• Instructions to follow
Look at the entries below and restate word for word the lines from the first through the one that has "let config = load_config(&args.common)?;".

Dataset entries
= = = = = = =

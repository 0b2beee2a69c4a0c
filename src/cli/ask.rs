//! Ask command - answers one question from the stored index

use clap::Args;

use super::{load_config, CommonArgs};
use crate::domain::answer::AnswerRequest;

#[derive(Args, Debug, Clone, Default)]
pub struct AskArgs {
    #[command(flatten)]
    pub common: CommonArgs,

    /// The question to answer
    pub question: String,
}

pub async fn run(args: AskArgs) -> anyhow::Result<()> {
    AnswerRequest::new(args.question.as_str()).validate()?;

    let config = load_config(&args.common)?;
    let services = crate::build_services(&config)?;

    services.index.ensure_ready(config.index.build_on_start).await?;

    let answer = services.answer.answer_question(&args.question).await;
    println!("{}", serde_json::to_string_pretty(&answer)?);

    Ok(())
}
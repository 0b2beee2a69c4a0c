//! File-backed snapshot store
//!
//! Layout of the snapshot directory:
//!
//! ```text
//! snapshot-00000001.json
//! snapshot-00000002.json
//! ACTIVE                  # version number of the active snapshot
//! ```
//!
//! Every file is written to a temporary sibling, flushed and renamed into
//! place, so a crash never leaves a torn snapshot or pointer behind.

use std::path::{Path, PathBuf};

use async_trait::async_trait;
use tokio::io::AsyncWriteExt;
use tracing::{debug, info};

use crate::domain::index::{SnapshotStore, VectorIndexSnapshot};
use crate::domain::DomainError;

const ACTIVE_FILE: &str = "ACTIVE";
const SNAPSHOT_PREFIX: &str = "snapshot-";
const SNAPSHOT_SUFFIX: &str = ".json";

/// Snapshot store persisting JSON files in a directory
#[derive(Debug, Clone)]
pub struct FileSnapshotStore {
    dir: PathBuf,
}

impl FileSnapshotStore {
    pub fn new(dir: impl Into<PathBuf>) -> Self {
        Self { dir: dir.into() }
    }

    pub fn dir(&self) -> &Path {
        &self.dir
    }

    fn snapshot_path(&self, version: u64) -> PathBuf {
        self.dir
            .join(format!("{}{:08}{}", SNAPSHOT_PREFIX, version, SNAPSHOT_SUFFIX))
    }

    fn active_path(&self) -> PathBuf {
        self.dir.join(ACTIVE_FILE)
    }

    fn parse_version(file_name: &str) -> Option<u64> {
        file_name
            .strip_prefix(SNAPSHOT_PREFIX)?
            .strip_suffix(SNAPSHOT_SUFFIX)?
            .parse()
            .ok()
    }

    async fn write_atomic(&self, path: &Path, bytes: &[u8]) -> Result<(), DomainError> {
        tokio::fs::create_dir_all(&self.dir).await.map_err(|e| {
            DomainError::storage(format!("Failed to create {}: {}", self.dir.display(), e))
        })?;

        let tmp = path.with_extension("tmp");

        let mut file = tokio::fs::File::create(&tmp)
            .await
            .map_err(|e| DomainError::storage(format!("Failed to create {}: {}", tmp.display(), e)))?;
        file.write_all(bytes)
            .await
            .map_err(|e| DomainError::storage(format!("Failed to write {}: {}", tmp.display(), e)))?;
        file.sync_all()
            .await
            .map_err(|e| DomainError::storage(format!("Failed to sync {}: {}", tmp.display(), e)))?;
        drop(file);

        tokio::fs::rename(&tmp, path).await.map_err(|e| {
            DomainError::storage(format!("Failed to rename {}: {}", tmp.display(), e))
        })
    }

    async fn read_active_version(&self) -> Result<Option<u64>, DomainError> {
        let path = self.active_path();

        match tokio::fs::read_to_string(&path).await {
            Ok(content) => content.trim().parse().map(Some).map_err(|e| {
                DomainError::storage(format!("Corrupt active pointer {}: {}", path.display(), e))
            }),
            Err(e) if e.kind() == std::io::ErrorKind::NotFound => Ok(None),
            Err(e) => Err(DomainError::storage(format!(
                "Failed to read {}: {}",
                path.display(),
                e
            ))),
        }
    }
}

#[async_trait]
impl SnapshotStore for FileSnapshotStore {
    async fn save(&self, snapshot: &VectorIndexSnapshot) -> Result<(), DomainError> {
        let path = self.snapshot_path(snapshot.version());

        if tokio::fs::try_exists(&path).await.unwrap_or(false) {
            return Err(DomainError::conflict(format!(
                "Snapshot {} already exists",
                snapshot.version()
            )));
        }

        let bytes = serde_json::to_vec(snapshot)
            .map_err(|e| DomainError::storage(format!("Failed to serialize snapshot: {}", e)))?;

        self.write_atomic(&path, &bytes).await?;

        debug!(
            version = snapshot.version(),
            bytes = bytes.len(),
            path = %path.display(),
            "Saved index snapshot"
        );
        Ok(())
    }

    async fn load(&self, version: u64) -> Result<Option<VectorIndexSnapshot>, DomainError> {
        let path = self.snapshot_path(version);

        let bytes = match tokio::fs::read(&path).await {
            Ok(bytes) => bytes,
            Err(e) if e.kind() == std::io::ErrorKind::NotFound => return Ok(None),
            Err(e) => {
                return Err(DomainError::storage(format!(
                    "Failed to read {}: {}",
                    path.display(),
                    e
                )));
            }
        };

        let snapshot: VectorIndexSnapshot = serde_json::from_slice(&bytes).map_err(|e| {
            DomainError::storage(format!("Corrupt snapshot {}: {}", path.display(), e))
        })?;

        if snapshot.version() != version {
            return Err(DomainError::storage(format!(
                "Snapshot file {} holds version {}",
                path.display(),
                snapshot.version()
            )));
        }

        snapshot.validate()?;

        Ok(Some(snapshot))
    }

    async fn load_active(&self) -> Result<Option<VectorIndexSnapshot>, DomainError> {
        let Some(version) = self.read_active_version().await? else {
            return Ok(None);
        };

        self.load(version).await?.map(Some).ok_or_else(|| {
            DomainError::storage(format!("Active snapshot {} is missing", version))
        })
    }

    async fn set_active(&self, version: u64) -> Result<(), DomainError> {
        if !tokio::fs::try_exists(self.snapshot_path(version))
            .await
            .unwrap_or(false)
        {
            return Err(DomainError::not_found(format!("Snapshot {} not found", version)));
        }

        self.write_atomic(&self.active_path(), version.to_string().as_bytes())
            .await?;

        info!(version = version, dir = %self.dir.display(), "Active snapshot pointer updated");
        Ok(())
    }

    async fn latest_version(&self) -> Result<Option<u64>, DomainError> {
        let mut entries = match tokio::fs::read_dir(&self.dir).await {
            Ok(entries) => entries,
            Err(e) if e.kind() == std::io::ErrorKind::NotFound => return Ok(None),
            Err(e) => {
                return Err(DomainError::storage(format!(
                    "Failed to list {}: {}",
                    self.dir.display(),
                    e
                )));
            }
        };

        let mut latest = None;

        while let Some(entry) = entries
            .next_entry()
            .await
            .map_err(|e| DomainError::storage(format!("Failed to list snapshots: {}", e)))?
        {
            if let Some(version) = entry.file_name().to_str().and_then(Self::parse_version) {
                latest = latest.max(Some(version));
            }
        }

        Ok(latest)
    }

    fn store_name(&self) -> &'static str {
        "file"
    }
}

= = = = = = =

• Task result
repository 0b2beee2a69c4a0c
filename src/cli/ask.rs
//! Ask command - answers one question from the stored index

use clap::Args;

use super::{load_config, CommonArgs};
use crate::domain::answer::AnswerRequest;

#[derive(Args, Debug, Clone, Default)]
pub struct AskArgs {
    #[command(flatten)]
    pub common: CommonArgs,

    /// The question to answer
    pub question: String,
}

pub async fn run(args: AskArgs) -> anyhow::Result<()> {
    AnswerRequest::new(args.question.as_str()).validate()?;

    let config = load_config(&args.common)?;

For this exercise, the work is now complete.